**YOUR OBJECTIVE:**
Nothing more is wanted than an exact repeat of the data below.

────────────────────

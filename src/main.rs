use anyhow::Result;
use tracing_subscriber::EnvFilter;

fn main() -> Result<()> {
    tracing_subscriber::fmt()
        .with_env_filter(
            EnvFilter::try_from_default_env().unwrap_or_else(|_| EnvFilter::new("info")),
        )
        .with_target(false)
        .init();

    #[cfg(windows)]
    return run();

    #[cfg(not(windows))]
    anyhow::bail!("memsonar only supports Windows targets");
}

#[cfg(windows)]
fn run() -> Result<()> {
    use memsonar::{Sonar, SonarConfig};
    use std::thread;
    use std::time::Duration;
    use tracing::{error, info};
    use winapi::um::winuser::{GetAsyncKeyState, VK_HOME, VK_INSERT};

    // 'F'
    const KEY_SCAN: i32 = 0x46;
    const POLL_INTERVAL: Duration = Duration::from_millis(100);

    fn key_down(vk: i32) -> bool {
        // High bit is set while the key is held
        (unsafe { GetAsyncKeyState(vk) } as u16) & 0x8000 != 0
    }

    let config = SonarConfig::load_or_default("memsonar.toml");
    info!(
        process = %config.process_name,
        "starting memsonar v{} (insert = attach, F = scan, home = exit)",
        memsonar::core::VERSION
    );

    let mut sonar = Sonar::new(config);

    while !key_down(VK_HOME) {
        thread::sleep(POLL_INTERVAL);

        if key_down(VK_INSERT) {
            if sonar.load() {
                info!("loaded successfully");
            } else {
                info!("could not load");
            }
        }

        if key_down(KEY_SCAN) && sonar.is_ready() {
            match sonar.scan() {
                Ok(count) => info!(count, "detected {count} entities"),
                Err(err) => error!(error = %err, "scan failed"),
            }
        }
    }

    Ok(())
}
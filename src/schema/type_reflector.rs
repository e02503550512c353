//! Per-type lazy schema cache.
//!
//! One reflector exists per distinct native type queried through a
//! schema context (plus one frozen instance standing in for every
//! unknown type). All fields settle lazily, write-once; racing
//! recomputation is harmless and failed computations leave their field
//! unset so the next caller retries.

use crate::error::SchemaError;
use crate::registry::corlib::MARKUP_EXTENSION;
use crate::registry::metadata::{
    NativeMethod, TypeAttribute, TypeKind, TypeRef, Visibility, CTOR_NAME,
};
use crate::registry::NativeRegistry;
use crate::schema::collection::{self, CollectionFacts, CollectionKind};
use crate::schema::directive::Directive;
use crate::schema::member::XamlMember;
use crate::types::{EventDescription, MethodDescription, PropertyDescription, TypeDescription};
use crate::utils::{FlagCache, LazySlot, ThreadSafeDictionary};
use dashmap::DashMap;
use std::collections::HashSet;
use std::sync::Arc;
use std::sync::OnceLock;

/// Packed boolean facts about a type.
pub mod flags {
    pub const IS_PUBLIC: u16 = 1 << 0;
    pub const IS_CONSTRUCTIBLE: u16 = 1 << 1;
    pub const IS_NULLABLE: u16 = 1 << 2;
    pub const IS_MARKUP_EXTENSION: u16 = 1 << 3;
    pub const IS_NAME_SCOPE: u16 = 1 << 4;
    pub const IS_WHITESPACE_SIGNIFICANT: u16 = 1 << 5;
    pub const IS_AMBIENT: u16 = 1 << 6;
    pub const IS_UNKNOWN: u16 = 1 << 7;
}

pub struct TypeReflector {
    desc: Option<TypeDescription>,
    base_type: OnceLock<Option<TypeDescription>>,
    collection: OnceLock<CollectionFacts>,
    /// `Absent` = settled, no add method. Unset = not computed yet (or
    /// the last computation failed and must be retried).
    collection_add: LazySlot<MethodDescription>,
    dictionary_add: LazySlot<MethodDescription>,
    content_property: LazySlot<String>,
    type_converter: LazySlot<String>,
    value_serializer: LazySlot<String>,
    deferred_loader: LazySlot<String>,
    aliased_key: LazySlot<XamlMember>,
    aliased_name: LazySlot<XamlMember>,
    aliased_uid: LazySlot<XamlMember>,
    aliased_lang: LazySlot<XamlMember>,
    aliased_other: DashMap<Directive, Option<XamlMember>>,
    positional_parameters: DashMap<usize, Arc<[TypeRef]>>,
    members: ThreadSafeDictionary<String, XamlMember>,
    attachable_members: ThreadSafeDictionary<String, XamlMember>,
    flags: FlagCache,
}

────────────────────

**FINISHED EXERCISE:**
filename src/main.rs
use anyhow::Result;
use tracing_subscriber::EnvFilter;

fn main() -> Result<()> {
    tracing_subscriber::fmt()
        .with_env_filter(
            EnvFilter::try_from_default_env().unwrap_or_else(|_| EnvFilter::new("info")),
        )
        .with_target(false)
        .init();

    #[cfg(windows)]
    return run();

    #[cfg(not(windows))]
    anyhow::bail!("memsonar only supports Windows targets");
}

#[cfg(windows)]
fn run() -> Result<()> {
    use memsonar::{Sonar, SonarConfig};
    use std::thread;
    use std::time::Duration;
    use tracing::{error, info};
    use winapi::um::winuser::{GetAsyncKeyState, VK_HOME, VK_INSERT};

    // 'F'
    const KEY_SCAN: i32 = 0x46;
    const POLL_INTERVAL: Duration = Duration::from_millis(100);

    fn key_down(vk: i32) -> bool {
        // High bit is set while the key is held
        (unsafe { GetAsyncKeyState(vk) } as u16) & 0x8000 != 0
    }

    let config = SonarConfig::load_or_default("memsonar.toml");
    info!(
        process = %config.process_name,
        "starting memsonar v{} (insert = attach, F = scan, home = exit)",
        memsonar::core::VERSION
    );

    let mut sonar = Sonar::new(config);

    while !key_down(VK_HOME) {
        thread::sleep(POLL_INTERVAL);

        if key_down(VK_INSERT) {
            if sonar.load() {
                info!("loaded successfully");
            } else {
                info!("could not load");
            }
        }

        if key_down(KEY_SCAN) && sonar.is_ready() {
            match sonar.scan() {
                Ok(count) => info!(count, "detected {count} entities"),
                Err(err) => error!(error = %err, "scan failed"),
            }
        }
    }

    Ok(())
}
filename src/schema/type_reflector.rs
repository e02503550512c353
//! Per-type lazy schema cache.
//!
//! One reflector exists per distinct native type queried through a
//! schema context (plus one frozen instance standing in for every
//! unknown type). All fields settle lazily, write-once; racing
//! recomputation is harmless and failed computations leave their field
//! unset so the next caller retries.

use crate::error::SchemaError;
use crate::registry::corlib::MARKUP_EXTENSION;
use crate::registry::metadata::{
    NativeMethod, TypeAttribute, TypeKind, TypeRef, Visibility, CTOR_NAME,
};
use crate::registry::NativeRegistry;
use crate::schema::collection::{self, CollectionFacts, CollectionKind};
use crate::schema::directive::Directive;
use crate::schema::member::XamlMember;
use crate::types::{EventDescription, MethodDescription, PropertyDescription, TypeDescription};
use crate::utils::{FlagCache, LazySlot, ThreadSafeDictionary};
use dashmap::DashMap;
use std::collections::HashSet;
use std::sync::Arc;
use std::sync::OnceLock;

/// Packed boolean facts about a type.
pub mod flags {
    pub const IS_PUBLIC: u16 = 1 << 0;
    pub const IS_CONSTRUCTIBLE: u16 = 1 << 1;
    pub const IS_NULLABLE: u16 = 1 << 2;
    pub const IS_MARKUP_EXTENSION: u16 = 1 << 3;
    pub const IS_NAME_SCOPE: u16 = 1 << 4;
    pub const IS_WHITESPACE_SIGNIFICANT: u16 = 1 << 5;
    pub const IS_AMBIENT: u16 = 1 << 6;
    pub const IS_UNKNOWN: u16 = 1 << 7;
}

pub struct TypeReflector {
    desc: Option<TypeDescription>,
    base_type: OnceLock<Option<TypeDescription>>,
    collection: OnceLock<CollectionFacts>,
    /// `Absent` = settled, no add method. Unset = not computed yet (or
    /// the last computation failed and must be retried).
    collection_add: LazySlot<MethodDescription>,
    dictionary_add: LazySlot<MethodDescription>,
    content_property: LazySlot<String>,
    type_converter: LazySlot<String>,
    value_serializer: LazySlot<String>,
    deferred_loader: LazySlot<String>,
    aliased_key: LazySlot<XamlMember>,
    aliased_name: LazySlot<XamlMember>,
    aliased_uid: LazySlot<XamlMember>,
    aliased_lang: LazySlot<XamlMember>,
    aliased_other: DashMap<Directive, Option<XamlMember>>,
    positional_parameters: DashMap<usize, Arc<[TypeRef]>>,
    members: ThreadSafeDictionary<String, XamlMember>,
    attachable_members: ThreadSafeDictionary<String, XamlMember>,
    flags: FlagCache,
}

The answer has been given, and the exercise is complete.